A friend said she thought my life seemed like I had a wonderful constant support system. My response:
Actually most of my friends have dropped out of my life as soon as I became actually handicapped
Including my so called best friend who fucking has multiple sclerosis
Her: that seems very weird
Me: She told me the day I asked for the neurologist who diagnosed her that she was suicidal and couldn’t handle this.

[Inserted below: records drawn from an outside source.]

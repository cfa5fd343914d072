//! Statistics and metrics

pub mod metrics;

pub use metrics::{HubStats, SlotStats};
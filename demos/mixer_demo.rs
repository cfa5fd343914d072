//! Mixer Demo - Mixes three synthetic participants into one stream
//!
//! Run with: cargo run --example mixer_demo -- [output_dir]
//!
//! This example demonstrates:
//! - Registering sources with `MixingHub` and getting their slots
//! - Delivering video and audio from concurrent producer tasks
//! - Removing a participant mid-stream
//! - Recording the mixed audio to a WAV file with a `PcmWriter` pipeline
//!
//! # Architecture
//!
//! ```text
//!   participant-1 ──┐
//!   participant-2 ──┼──► MixingHub ──► Recorder (OutputReceiver)
//!   participant-3 ──┘                    │
//!                                        ├── video: count packets
//!                                        └── audio: PcmWriter ──► mix.wav
//! ```

use std::path::PathBuf;
use std::sync::atomic::{AtomicU64, Ordering};
use std::sync::Arc;
use std::time::Duration;

use parking_lot::Mutex;
use tokio::task::JoinHandle;
use tracing_subscriber::EnvFilter;

use mcu_mixer::media::{AudioCodecInfo, AudioFrame, MediaBuffer, MediaKind, VideoFrame};
use mcu_mixer::pipeline::{BufferMessage, ElementConfig, ElementId, PcmWriter, Pipeline};
use mcu_mixer::{
    MediaSource, MixerConfig, MixingHub, OutputPacket, OutputReceiver, SourceId,
};

const PARTICIPANTS: u64 = 3;

/// Receives the mixed output: counts video, records audio
struct Recorder {
    pipeline: Mutex<Pipeline>,
    writer: ElementId,
    audio: AudioCodecInfo,
    video_packets: AtomicU64,
    key_frames: AtomicU64,
}

impl Recorder {
    fn create(path: &PathBuf, audio: AudioCodecInfo) -> mcu_mixer::Result<Self> {
        let mut pipeline = Pipeline::new("recorder");
        let writer = pipeline.add(Box::new(PcmWriter::create("mix-wav", path)?))?;
        pipeline.configure(writer, &ElementConfig::Audio(audio))?;
        pipeline.start()?;

        Ok(Self {
            pipeline: Mutex::new(pipeline),
            writer,
            audio,
            video_packets: AtomicU64::new(0),
            key_frames: AtomicU64::new(0),
        })
    }

    fn finish(&self) -> mcu_mixer::Result<()> {
        self.pipeline.lock().finalize()
    }
}

impl OutputReceiver for Recorder {
    fn receive(&self, packet: OutputPacket) {
        match packet.kind {
            MediaKind::Video => {
                self.video_packets.fetch_add(1, Ordering::Relaxed);
                if packet.key_frame {
                    self.key_frames.fetch_add(1, Ordering::Relaxed);
                }
            }
            MediaKind::Audio => {
                let buffer = MediaBuffer::audio(
                    packet.payload,
                    self.audio.sample_rate,
                    self.audio.channels,
                    packet.timestamp,
                );
                let mut pipeline = self.pipeline.lock();
                let mut result = pipeline.push(self.writer, "sink", BufferMessage::transfer(buffer));
                if result.is_ok() {
                    result = pipeline.handle_process();
                }
                if let Err(e) = result {
                    tracing::warn!(error = %e, "Failed to record audio packet");
                }
            }
        }
    }
}

struct Participant {
    id: SourceId,
}

impl MediaSource for Participant {
    fn id(&self) -> SourceId {
        self.id
    }

    fn request_key_frame(&self) {
        tracing::info!(source = %self.id, "Key frame requested");
    }
}

/// Feed one participant: a flat-colour picture and a square-wave tone
fn spawn_producer(hub: Arc<MixingHub>, id: SourceId, audio: AudioCodecInfo) -> JoinHandle<()> {
    tokio::spawn(async move {
        let n = id.as_u64();
        let luma = (40 + n * 60).min(235) as u8;
        let samples_per_frame = audio.samples_per_frame(Duration::from_millis(10));
        let period = (n * 8) as usize;
        let mut ticker = tokio::time::interval(Duration::from_millis(10));
        let mut step: u32 = 0;

        loop {
            ticker.tick().await;

            let samples = (0..samples_per_frame)
                .map(|i| if (i / period) % 2 == 0 { 2000 } else { -2000 })
                .collect();
            let pcm = AudioFrame::new(audio.sample_rate, audio.channels, samples)
                .into_buffer(step * samples_per_frame as u32);

            let delivered = hub.deliver_audio_data(pcm, id).and_then(|_| {
                if step % 3 == 0 {
                    let frame = VideoFrame::filled(160, 120, luma, 128, 128).into_buffer(step * 900);
                    hub.deliver_video_data(frame, id)?;
                }
                Ok(())
            });
            if let Err(e) = delivered {
                // Source was removed: stop producing
                tracing::info!(source = %id, error = %e, "Producer stopped");
                break;
            }
            step = step.wrapping_add(1);
        }
    })
}

#[tokio::main]
async fn main() -> Result<(), Box<dyn std::error::Error>> {
    tracing_subscriber::fmt()
        .with_env_filter(
            EnvFilter::from_default_env().add_directive("mcu_mixer=info".parse()?),
        )
        .init();

    let output_dir = std::env::args()
        .nth(1)
        .map(PathBuf::from)
        .unwrap_or_else(std::env::temp_dir);
    std::fs::create_dir_all(&output_dir)?;
    let wav_path = output_dir.join("mix.wav");

    let config = MixerConfig::default();
    let audio = config.audio;
    let recorder = Arc::new(Recorder::create(&wav_path, audio)?);

    let hub = Arc::new(MixingHub::with_config(recorder.clone(), config));
    if let Some(e) = hub.init_error() {
        return Err(format!("hub not ready: {}", e).into());
    }

    let participants: Vec<Arc<Participant>> = (1..=PARTICIPANTS)
        .map(|n| Arc::new(Participant { id: SourceId::new(n) }))
        .collect();

    let mut producers = Vec::new();
    for participant in &participants {
        let slot = hub.add_source(participant.clone())?;
        tracing::info!(source = %participant.id, slot = slot, "Participant joined");
        producers.push(spawn_producer(Arc::clone(&hub), participant.id, audio));
    }

    tokio::time::sleep(Duration::from_secs(2)).await;

    let leaving = participants[1].id;
    let slot = hub.remove_source(leaving)?;
    tracing::info!(source = %leaving, slot = slot, "Participant left");
    hub.on_request_iframe()?;

    tokio::time::sleep(Duration::from_secs(1)).await;

    let stats = hub.stats();
    tracing::info!(
        sources = stats.sources,
        video_ticks = stats.video_ticks,
        audio_ticks = stats.audio_ticks,
        dropped = stats.total_dropped(),
        fps = stats.output_frame_rate(),
        "Hub statistics"
    );
    for slot in &stats.slots {
        tracing::info!(
            slot = slot.slot,
            video = slot.video_frames,
            audio = slot.audio_frames,
            repeated = slot.repeated_frames,
            "Slot statistics"
        );
    }

    for producer in producers {
        producer.abort();
        let _ = producer.await;
    }
    match Arc::try_unwrap(hub) {
        Ok(hub) => hub.shutdown().await?,
        Err(_) => tracing::warn!("Hub still shared, dropping without shutdown"),
    }
    recorder.finish()?;

    println!(
        "{} video packets ({} key frames), mixed audio written to {}",
        recorder.video_packets.load(Ordering::Relaxed),
        recorder.key_frames.load(Ordering::Relaxed),
        wav_path.display()
    );
    Ok(())
}
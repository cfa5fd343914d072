//! Processing element contract
//!
//! An element is one named pipeline stage with input ("sink") and output
//! ("src") pads. The pipeline hands it one buffer at a time; the element may
//! push any number of derived buffers to its own src pads.

use crate::error::Result;
use crate::media::{AudioCodecInfo, BufferId, MediaBuffer, VideoCodecInfo};

/// How a buffer is handed to the next stage
#[derive(Debug, Clone, Copy, PartialEq, Eq)]
pub enum Ownership {
    /// The receiver now owns the buffer and recycles it when done
    Transfer,
    /// The sender keeps its own reference; the receiver must not rely on
    /// being the last holder and releases what it retains via `recycle`
    Shared,
}

/// A buffer travelling along a pad link
#[derive(Debug, Clone)]
pub struct BufferMessage {
    /// The buffer
    pub buffer: MediaBuffer,
    /// Transfer or shared retain
    pub ownership: Ownership,
}

impl BufferMessage {
    /// Hand the buffer over
    pub fn transfer(buffer: MediaBuffer) -> Self {
        Self {
            buffer,
            ownership: Ownership::Transfer,
        }
    }

    /// Share the buffer
    pub fn shared(buffer: MediaBuffer) -> Self {
        Self {
            buffer,
            ownership: Ownership::Shared,
        }
    }
}

/// Configuration passed to [`Element::init`]
#[derive(Debug, Clone, Copy, PartialEq, Eq)]
pub enum ElementConfig {
    /// Video stream configuration
    Video(VideoCodecInfo),
    /// Audio stream configuration
    Audio(AudioCodecInfo),
    /// Element needs no stream configuration
    Passthrough,
}

/// Buffers produced by one `process_chain` call
#[derive(Debug, Default)]
pub struct PadOutput {
    pushed: Vec<(&'static str, BufferMessage)>,
}

impl PadOutput {
    /// Push a buffer on one of the element's src pads
    pub fn push(&mut self, pad: &'static str, message: BufferMessage) {
        self.pushed.push((pad, message));
    }

    /// Number of buffers pushed
    pub fn len(&self) -> usize {
        self.pushed.len()
    }

    /// Whether nothing was pushed
    pub fn is_empty(&self) -> bool {
        self.pushed.is_empty()
    }

    pub(crate) fn drain(&mut self) -> std::vec::Drain<'_, (&'static str, BufferMessage)> {
        self.pushed.drain(..)
    }
}

/// A pipeline stage
pub trait Element: Send {
    /// Element name (unique within a pipeline)
    fn name(&self) -> &str;

    /// Input pads
    fn sink_pads(&self) -> &[&'static str];

    /// Output pads
    fn src_pads(&self) -> &[&'static str] {
        &[]
    }

    /// Validate and store the stream configuration.
    ///
    /// Returns [`Error::Configuration`](crate::Error::Configuration) when the
    /// configuration is incompatible with the element.
    fn init(&mut self, config: &ElementConfig) -> Result<()>;

    /// Consume one buffer arriving on `pad`.
    ///
    /// The element must not keep the buffer past this call unless it retains
    /// a clone, which it later releases through [`Element::recycle`].
    fn process_chain(&mut self, pad: &str, message: BufferMessage, out: &mut PadOutput)
        -> Result<()>;

    /// Release anything held against `buffer`. Must be idempotent.
    fn recycle(&mut self, _buffer: BufferId) {}

    /// Drive element-internal work such as flushing to storage
    fn handle_process(&mut self) -> Result<()> {
        Ok(())
    }

    /// Flush and finalize on teardown. Called at most once by the pipeline.
    fn finalize(&mut self) -> Result<()> {
        Ok(())
    }
}
//! Encoder boundary
//!
//! Codec implementations live outside the mixing core; the compositor only
//! talks to them through [`VideoEncoder`] and [`AudioEncoder`]. Two built-in
//! encoders cover the uncompressed formats: [`RawVideoEncoder`] (I420
//! passthrough) and [`PcmAudioEncoder`] (L16 and G.711 mu-law).

use bytes::{BufMut, Bytes, BytesMut};

use crate::error::{Error, Result};

use super::codec::{AudioCodecId, AudioCodecInfo, VideoCodecId, VideoCodecInfo};
use super::frame::{AudioFrame, VideoFrame};

/// Output of an encoder
#[derive(Debug, Clone)]
pub struct EncodedFrame {
    /// Encoded payload
    pub payload: Bytes,
    /// Whether the payload can be decoded without earlier frames
    pub key_frame: bool,
}

/// Video encoder used by the compositor
pub trait VideoEncoder: Send {
    /// Encoder name for logs
    fn name(&self) -> &str;

    /// Validate and store the output codec.
    ///
    /// Fails with [`Error::Configuration`] if the codec is not supported.
    fn configure(&mut self, codec: &VideoCodecInfo) -> Result<()>;

    /// Encode one composited frame
    fn encode(&mut self, frame: &VideoFrame, force_key_frame: bool) -> Result<EncodedFrame>;
}

/// Audio encoder used by the compositor
pub trait AudioEncoder: Send {
    /// Encoder name for logs
    fn name(&self) -> &str;

    /// Validate and store the output codec
    fn configure(&mut self, codec: &AudioCodecInfo) -> Result<()>;

    /// Encode one mixed frame
    fn encode(&mut self, frame: &AudioFrame) -> Result<EncodedFrame>;
}

/// Passthrough encoder emitting raw I420 frames
///
/// Emits a key frame on the first frame, on request, and every
/// `2 * frame_rate` frames.
#[derive(Debug, Default)]
pub struct RawVideoEncoder {
    codec: Option<VideoCodecInfo>,
    frames_since_key: Option<u32>,
}

impl RawVideoEncoder {
    /// Create an unconfigured encoder
    pub fn new() -> Self {
        Self::default()
    }
}

impl VideoEncoder for RawVideoEncoder {
    fn name(&self) -> &str {
        "raw-video"
    }

    fn configure(&mut self, codec: &VideoCodecInfo) -> Result<()> {
        if codec.codec != VideoCodecId::I420 {
            return Err(Error::configuration(
                self.name(),
                format!("cannot produce {}", codec.codec.name()),
            ));
        }
        if codec.width == 0 || codec.height == 0 {
            return Err(Error::configuration(
                self.name(),
                format!("invalid dimensions {}x{}", codec.width, codec.height),
            ));
        }
        self.codec = Some(*codec);
        self.frames_since_key = None;
        Ok(())
    }

    fn encode(&mut self, frame: &VideoFrame, force_key_frame: bool) -> Result<EncodedFrame> {
        let codec = self
            .codec
            .ok_or_else(|| Error::configuration("raw-video", "encoder not configured"))?;
        if frame.width() != codec.width || frame.height() != codec.height {
            return Err(Error::Malformed(format!(
                "frame is {}x{}, encoder expects {}x{}",
                frame.width(),
                frame.height(),
                codec.width,
                codec.height
            )));
        }

        let key_interval = codec.frame_rate.max(1) * 2;
        let key_frame = match self.frames_since_key {
            None => true,
            Some(n) => force_key_frame || n + 1 >= key_interval,
        };
        self.frames_since_key = Some(if key_frame {
            0
        } else {
            self.frames_since_key.unwrap_or(0) + 1
        });

        Ok(EncodedFrame {
            payload: frame.data().clone(),
            key_frame,
        })
    }
}

/// Encoder for uncompressed telephony formats
#[derive(Debug, Default)]
pub struct PcmAudioEncoder {
    codec: Option<AudioCodecInfo>,
}

impl PcmAudioEncoder {
    /// Create an unconfigured encoder
    pub fn new() -> Self {
        Self::default()
    }
}

impl AudioEncoder for PcmAudioEncoder {
    fn name(&self) -> &str {
        "pcm-audio"
    }

    fn configure(&mut self, codec: &AudioCodecInfo) -> Result<()> {
        match codec.codec {
            AudioCodecId::PcmL16 | AudioCodecId::PcmMulaw8k => {}
            other => {
                return Err(Error::configuration(
                    self.name(),
                    format!("cannot produce {}", other.name()),
                ))
            }
        }
        if codec.sample_rate == 0 || codec.channels == 0 {
            return Err(Error::configuration(
                self.name(),
                format!(
                    "invalid format {} Hz x {} channels",
                    codec.sample_rate, codec.channels
                ),
            ));
        }
        self.codec = Some(*codec);
        Ok(())
    }

    fn encode(&mut self, frame: &AudioFrame) -> Result<EncodedFrame> {
        let codec = self
            .codec
            .ok_or_else(|| Error::configuration("pcm-audio", "encoder not configured"))?;

        let payload = match codec.codec {
            AudioCodecId::PcmMulaw8k => {
                Bytes::from(frame.samples().iter().map(|s| linear_to_mulaw(*s)).collect::<Vec<_>>())
            }
            // RTP carries L16 in network byte order
            _ => {
                let mut out = BytesMut::with_capacity(frame.samples().len() * 2);
                for sample in frame.samples() {
                    out.put_i16(*sample);
                }
                out.freeze()
            }
        };

        Ok(EncodedFrame {
            payload,
            key_frame: true,
        })
    }
}

/// G.711 mu-law compression of one sample
pub fn linear_to_mulaw(sample: i16) -> u8 {
    const BIAS: i32 = 0x84;
    const CLIP: i32 = 32635;

    let mut value = i32::from(sample);
    let sign = if value < 0 {
        value = -value;
        0x80
    } else {
        0
    };
    value = value.min(CLIP) + BIAS;

    let mut exponent = 7;
    let mut mask = 0x4000;
    while exponent > 0 && value & mask == 0 {
        exponent -= 1;
        mask >>= 1;
    }
    let mantissa = (value >> (exponent + 3)) & 0x0F;

    !((sign | (exponent << 4) | mantissa) as u8)
}
//! Grid layout
//!
//! Splits the output canvas into equally sized cells, filled row by row in
//! slot order. With `columns == 0` the grid is as square as possible
//! (`ceil(sqrt(n))` columns).

/// Rectangle on the output canvas, in luma pixels
#[derive(Debug, Clone, Copy, PartialEq, Eq)]
pub struct Region {
    /// Left edge
    pub x: u32,
    /// Top edge
    pub y: u32,
    /// Width
    pub width: u32,
    /// Height
    pub height: u32,
}

/// Layout configuration
#[derive(Debug, Clone, Copy, PartialEq, Eq, Default)]
pub struct LayoutConfig {
    /// Fixed number of grid columns (0 = automatic)
    pub columns: u32,
}

impl LayoutConfig {
    /// Use a fixed column count
    pub fn columns(mut self, columns: u32) -> Self {
        self.columns = columns;
        self
    }

    /// Columns and rows for `count` cells
    pub fn grid(&self, count: usize) -> (u32, u32) {
        if count == 0 {
            return (0, 0);
        }
        let count = count as u32;
        let cols = if self.columns > 0 {
            self.columns.min(count)
        } else {
            let mut cols = 1;
            while cols * cols < count {
                cols += 1;
            }
            cols
        };
        let rows = count.div_ceil(cols);
        (cols, rows)
    }
}

/// Regions for `count` cells on a `width` x `height` canvas.
///
/// Cell origins and sizes are rounded down to even values so chroma planes
/// stay aligned.
pub fn grid_regions(layout: &LayoutConfig, count: usize, width: u32, height: u32) -> Vec<Region> {
    let (cols, rows) = layout.grid(count);
    if cols == 0 {
        return Vec::new();
    }

    let cell_w = (width / cols) & !1;
    let cell_h = (height / rows) & !1;

    (0..count as u32)
        .map(|i| Region {
            x: (i % cols) * cell_w,
            y: (i / cols) * cell_h,
            width: cell_w,
            height: cell_h,
        })
        .collect()
}

#[cfg(test)]
mod tests {
    use super::*;

    #[test]
    fn test_grid_shape() {
        let layout = LayoutConfig::default();
        assert_eq!(layout.grid(0), (0, 0));
        assert_eq!(layout.grid(1), (1, 1));
        assert_eq!(layout.grid(2), (2, 1));
        assert_eq!(layout.grid(3), (2, 2));
        assert_eq!(layout.grid(5), (3, 2));
        assert_eq!(layout.grid(9), (3, 3));
    }

    #[test]
    fn test_fixed_columns() {
        let layout = LayoutConfig::default().columns(4);
        assert_eq!(layout.grid(2), (2, 1));
        assert_eq!(layout.grid(6), (4, 2));
    }

    #[test]
    fn test_regions_tile_canvas() {
        let regions = grid_regions(&LayoutConfig::default(), 3, 640, 480);
        assert_eq!(regions.len(), 3);
        assert_eq!(regions[0], Region { x: 0, y: 0, width: 320, height: 240 });
        assert_eq!(regions[1], Region { x: 320, y: 0, width: 320, height: 240 });
        assert_eq!(regions[2], Region { x: 0, y: 240, width: 320, height: 240 });
    }

    #[test]
    fn test_regions_even_aligned() {
        for region in grid_regions(&LayoutConfig::default(), 3, 100, 70) {
            assert_eq!(region.x % 2, 0);
            assert_eq!(region.y % 2, 0);
            assert_eq!(region.width % 2, 0);
            assert_eq!(region.height % 2, 0);
        }
    }
}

A back story that I think she half listened to. I had a friend for 18 years. She has actual diagnosed D.I.D. rare, huh? Also probably Munchausen’s. So I was pregnant and she sent one of her disease I have of the week emails. I was under advice to limit stress from my doctor. I told her this and asked her to take me off her disease of the week mailing list. That week was multiple sclerosis it so happens. I think she heard up to this part and tuned out this next bit. It turned out she just diagnosed herself. She just had some numbness that day. The following 24 hours I received 11 of the most hurtful, hateful letters in 11 distinct voices from her. She brought up stuff from when we were 14 to the month previous. It made me cry for about a month. Writing this is making me cry. When she died we hadn’t spoken since those emails but her husband still asked me to come to the small ceremony because Traci would have wanted me there. We are talking about 18 years of history. She heard I cut her off for saying she had multiple sclerosis. I think she did the same thing in some fucked up misguided retribution.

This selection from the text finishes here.